╔══
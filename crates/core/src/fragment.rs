//! Fragment model
//!
//! A fragment is a horizontal slice of the table: a set of data files that
//! together cover the same rows, plus an optional soft-delete overlay and
//! the fragment's row-id sequence.
//!
//! # Invariants
//!
//! - `current_rows() == physical_rows - num_deleted_rows`
//! - `num_deleted_rows < physical_rows` (a fully deleted fragment is dropped
//!   from the manifest instead of carrying a full overlay)
//! - Fragment id 0 means "not yet assigned"; the commit path assigns ids
//!   starting at `max_fragment_id + 1`

use crate::error::{Error, Result};
use serde::{Deserialize, Serialize};
use std::collections::{BTreeSet, HashSet};

/// Field id of a data-file slot that has not been assigned yet
pub const FIELD_ID_UNASSIGNED: i32 = -1;

/// Field id of a data-file slot whose field was dropped or moved elsewhere
pub const FIELD_ID_TOMBSTONE: i32 = -2;

/// Column index for a field without a dedicated top-level column
pub const COLUMN_INDEX_NONE: i32 = -1;

/// Fragment id of a staged fragment that the commit path has not numbered
pub const UNASSIGNED_FRAGMENT_ID: u64 = 0;

/// Major version of the data file format written by default
pub const DEFAULT_FILE_MAJOR_VERSION: u32 = 2;

/// Minor version of the data file format written by default
pub const DEFAULT_FILE_MINOR_VERSION: u32 = 0;

/// Reference to one immutable column file
#[derive(Debug, Clone, PartialEq, Eq, Serialize, Deserialize)]
pub struct DataFile {
    /// Path relative to the table's `data/` directory
    pub path: String,
    /// Field ids stored in this file
    pub fields: Vec<i32>,
    /// Physical column position for each entry in `fields`
    pub column_indices: Vec<i32>,
    /// File format major version
    pub file_major_version: u32,
    /// File format minor version
    pub file_minor_version: u32,
    /// Size in bytes, if known at write time
    pub file_size_bytes: Option<u64>,
}

impl DataFile {
    /// Create a data file whose columns are laid out in field order.
    pub fn new(path: impl Into<String>, fields: Vec<i32>) -> Self {
        let column_indices = (0..fields.len() as i32).collect();
        DataFile {
            path: path.into(),
            fields,
            column_indices,
            file_major_version: DEFAULT_FILE_MAJOR_VERSION,
            file_minor_version: DEFAULT_FILE_MINOR_VERSION,
            file_size_bytes: None,
        }
    }

    /// Create a data file with an explicit field-to-column mapping.
    pub fn with_column_indices(
        path: impl Into<String>,
        fields: Vec<i32>,
        column_indices: Vec<i32>,
    ) -> Result<Self> {
        let file = DataFile {
            column_indices,
            ..DataFile::new(path, fields)
        };
        file.validate()?;
        Ok(file)
    }

    /// Record the file size (builder pattern)
    pub fn with_size(mut self, bytes: u64) -> Self {
        self.file_size_bytes = Some(bytes);
        self
    }

    /// Check column mapping and field ordering.
    pub fn validate(&self) -> Result<()> {
        if self.column_indices.len() != self.fields.len() {
            return Err(Error::invalid_input(format!(
                "data file '{}' has {} fields but {} column indices",
                self.path,
                self.fields.len(),
                self.column_indices.len()
            )));
        }
        let mut seen = HashSet::new();
        for &col in self.column_indices.iter().filter(|&&c| c >= 0) {
            if !seen.insert(col) {
                return Err(Error::invalid_input(format!(
                    "data file '{}' maps column {} twice",
                    self.path, col
                )));
            }
        }
        let active: Vec<i32> = self.active_fields().collect();
        if active.windows(2).any(|w| w[0] >= w[1]) {
            return Err(Error::invalid_input(format!(
                "data file '{}' field ids are not sorted",
                self.path
            )));
        }
        Ok(())
    }

    /// Field ids that still hold live data
    pub fn active_fields(&self) -> impl Iterator<Item = i32> + '_ {
        self.fields.iter().copied().filter(|&id| id >= 0)
    }

    /// Replace dropped field ids with [`FIELD_ID_TOMBSTONE`].
    ///
    /// Returns true if any slot changed.
    pub fn tombstone_fields(&mut self, dropped: &BTreeSet<i32>) -> bool {
        let mut changed = false;
        for id in self.fields.iter_mut() {
            if *id >= 0 && dropped.contains(id) {
                *id = FIELD_ID_TOMBSTONE;
                changed = true;
            }
        }
        changed
    }

    /// True if no field in this file is still live
    pub fn is_fully_tombstoned(&self) -> bool {
        self.active_fields().next().is_none()
    }
}

/// Encoding of a deletion file
#[derive(Debug, Clone, Copy, PartialEq, Eq, Hash, Serialize, Deserialize)]
pub enum DeletionFileType {
    /// Sorted list of deleted offsets
    SparseArray,
    /// Roaring bitmap of deleted offsets
    Bitmap,
}

impl DeletionFileType {
    /// File extension used in the deletion file path
    pub fn suffix(&self) -> &'static str {
        match self {
            DeletionFileType::SparseArray => "arrow",
            DeletionFileType::Bitmap => "bin",
        }
    }
}

/// Soft-delete overlay for one fragment
#[derive(Debug, Clone, PartialEq, Eq, Serialize, Deserialize)]
pub struct DeletionFile {
    /// On-disk encoding
    pub file_type: DeletionFileType,
    /// Manifest version the overlay was computed against
    pub read_version: u64,
    /// Random disambiguator between concurrent writers
    pub id: u64,
    /// Number of deleted offsets in the file
    pub num_deleted_rows: u64,
}

/// Location of a row-id sequence stored outside the manifest
#[derive(Debug, Clone, PartialEq, Eq, Serialize, Deserialize)]
pub struct ExternalFile {
    /// Object store path relative to the table root
    pub path: String,
    /// Byte offset of the sequence within the file
    pub offset: u64,
    /// Encoded size in bytes
    pub size: u64,
}

/// Where a fragment's row-id sequence lives
#[derive(Debug, Clone, PartialEq, Eq, Serialize, Deserialize)]
pub enum RowIdMeta {
    /// Encoded sequence stored directly in the manifest
    Inline(Vec<u8>),
    /// Encoded sequence stored in a separate object
    External(ExternalFile),
}

/// A horizontal slice of the table
#[derive(Debug, Clone, PartialEq, Eq, Serialize, Deserialize)]
pub struct Fragment {
    /// Fragment id, unique for the table's lifetime
    pub id: u64,
    /// Column files covering this fragment's rows
    pub files: Vec<DataFile>,
    /// Row count before deletions
    pub physical_rows: u64,
    /// Soft-delete overlay, if any rows were deleted
    pub deletion_file: Option<DeletionFile>,
    /// Row-id sequence, present when stable row ids are enabled
    pub row_id_meta: Option<RowIdMeta>,
}

impl Fragment {
    /// Create an empty fragment with the given id
    pub fn new(id: u64) -> Self {
        Fragment {
            id,
            files: Vec::new(),
            physical_rows: 0,
            deletion_file: None,
            row_id_meta: None,
        }
    }

    /// Create a staged (unnumbered) fragment from data files
    pub fn staged(files: Vec<DataFile>, physical_rows: u64) -> Self {
        Fragment {
            files,
            physical_rows,
            ..Fragment::new(UNASSIGNED_FRAGMENT_ID)
        }
    }

    /// Add a data file (builder pattern)
    pub fn with_file(mut self, file: DataFile) -> Self {
        self.files.push(file);
        self
    }

    /// Set the physical row count (builder pattern)
    pub fn with_physical_rows(mut self, rows: u64) -> Self {
        self.physical_rows = rows;
        self
    }

    /// True if the commit path still has to assign an id
    pub fn is_unassigned(&self) -> bool {
        self.id == UNASSIGNED_FRAGMENT_ID
    }

    /// Number of soft-deleted rows
    pub fn num_deleted_rows(&self) -> u64 {
        self.deletion_file
            .as_ref()
            .map(|d| d.num_deleted_rows)
            .unwrap_or(0)
    }

    /// Rows visible to readers
    pub fn current_rows(&self) -> u64 {
        self.physical_rows.saturating_sub(self.num_deleted_rows())
    }

    /// Fraction of physical rows that are soft-deleted
    pub fn deleted_fraction(&self) -> f64 {
        if self.physical_rows == 0 {
            return 0.0;
        }
        self.num_deleted_rows() as f64 / self.physical_rows as f64
    }

    /// Live field ids across all data files
    pub fn field_ids(&self) -> BTreeSet<i32> {
        self.files.iter().flat_map(|f| f.active_fields()).collect()
    }

    /// The data file holding `field_id`, if any
    pub fn file_for_field(&self, field_id: i32) -> Option<&DataFile> {
        self.files
            .iter()
            .find(|f| f.active_fields().any(|id| id == field_id))
    }

    /// Check per-file invariants and the deletion count bound.
    pub fn validate(&self) -> Result<()> {
        for file in &self.files {
            file.validate()?;
        }
        let mut seen = BTreeSet::new();
        for id in self.files.iter().flat_map(|f| f.active_fields()) {
            if !seen.insert(id) {
                return Err(Error::invalid_input(format!(
                    "fragment {} stores field {} in more than one file",
                    self.id, id
                )));
            }
        }
        if self.num_deleted_rows() >= self.physical_rows && self.deletion_file.is_some() {
            return Err(Error::invalid_input(format!(
                "fragment {} deletes {} of {} rows; fully deleted fragments must be removed",
                self.id,
                self.num_deleted_rows(),
                self.physical_rows
            )));
        }
        Ok(())
    }
}

#[cfg(test)]
mod tests {
    use super::*;

    fn fragment_with_deletions(physical: u64, deleted: u64) -> Fragment {
        let mut frag = Fragment::new(3)
            .with_file(DataFile::new("a.lance", vec![0, 1]))
            .with_physical_rows(physical);
        if deleted > 0 {
            frag.deletion_file = Some(DeletionFile {
                file_type: DeletionFileType::SparseArray,
                read_version: 1,
                id: 42,
                num_deleted_rows: deleted,
            });
        }
        frag
    }

    #[test]
    fn test_current_rows() {
        assert_eq!(fragment_with_deletions(100, 0).current_rows(), 100);
        assert_eq!(fragment_with_deletions(100, 25).current_rows(), 75);
        assert!((fragment_with_deletions(100, 25).deleted_fraction() - 0.25).abs() < 1e-9);
    }

    #[test]
    fn test_full_deletion_overlay_is_invalid() {
        let frag = fragment_with_deletions(4, 4);
        assert!(frag.validate().is_err());
        assert!(fragment_with_deletions(4, 3).validate().is_ok());
    }

    #[test]
    fn test_data_file_duplicate_columns_rejected() {
        let err = DataFile::with_column_indices("a.lance", vec![0, 1], vec![0, 0]);
        assert!(err.is_err());
        // Fields without a dedicated column may repeat -1
        let ok = DataFile::with_column_indices("a.lance", vec![0, 1, 2], vec![0, -1, -1]);
        assert!(ok.is_ok());
    }

    #[test]
    fn test_data_file_length_mismatch_rejected() {
        assert!(DataFile::with_column_indices("a.lance", vec![0, 1], vec![0]).is_err());
    }

    #[test]
    fn test_unsorted_fields_rejected() {
        let file = DataFile::new("a.lance", vec![2, 1]);
        assert!(file.validate().is_err());
        // Tombstones are ignored for ordering
        let file = DataFile::new("a.lance", vec![1, FIELD_ID_TOMBSTONE, 3]);
        assert!(file.validate().is_ok());
    }

    #[test]
    fn test_tombstone_fields() {
        let mut file = DataFile::new("a.lance", vec![0, 1, 2]);
        assert!(file.tombstone_fields(&[1].into_iter().collect()));
        assert_eq!(file.fields, vec![0, FIELD_ID_TOMBSTONE, 2]);
        assert!(!file.tombstone_fields(&[7].into_iter().collect()));
        file.tombstone_fields(&[0, 2].into_iter().collect());
        assert!(file.is_fully_tombstoned());
    }

    #[test]
    fn test_field_in_two_files_rejected() {
        let frag = Fragment::new(1)
            .with_file(DataFile::new("a.lance", vec![0, 1]))
            .with_file(DataFile::new("b.lance", vec![1]))
            .with_physical_rows(10);
        assert!(frag.validate().is_err());
    }

    #[test]
    fn test_staged_fragment_is_unassigned() {
        let frag = Fragment::staged(vec![DataFile::new("a.lance", vec![0])], 10);
        assert!(frag.is_unassigned());
        assert_eq!(frag.file_for_field(0).unwrap().path, "a.lance");
        assert!(frag.file_for_field(1).is_none());
    }

    #[test]
    fn test_deletion_suffix() {
        assert_eq!(DeletionFileType::SparseArray.suffix(), "arrow");
        assert_eq!(DeletionFileType::Bitmap.suffix(), "bin");
    }
}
╚══
What is being asked.
What are the lines above, starting at the one with "pub fn num_deleted_rows(&self)" and ending at the one with "all data files"? Give them again exactly, and only them.

Expected output.
    pub fn num_deleted_rows(&self) -> u64 {
        self.deletion_file
            .as_ref()
            .map(|d| d.num_deleted_rows)
            .unwrap_or(0)
    }

    /// Rows visible to readers
    pub fn current_rows(&self) -> u64 {
        self.physical_rows.saturating_sub(self.num_deleted_rows())
    }

    /// Fraction of physical rows that are soft-deleted
    pub fn deleted_fraction(&self) -> f64 {
        if self.physical_rows == 0 {
            return 0.0;
        }
        self.num_deleted_rows() as f64 / self.physical_rows as f64
    }

    /// Live field ids across all data files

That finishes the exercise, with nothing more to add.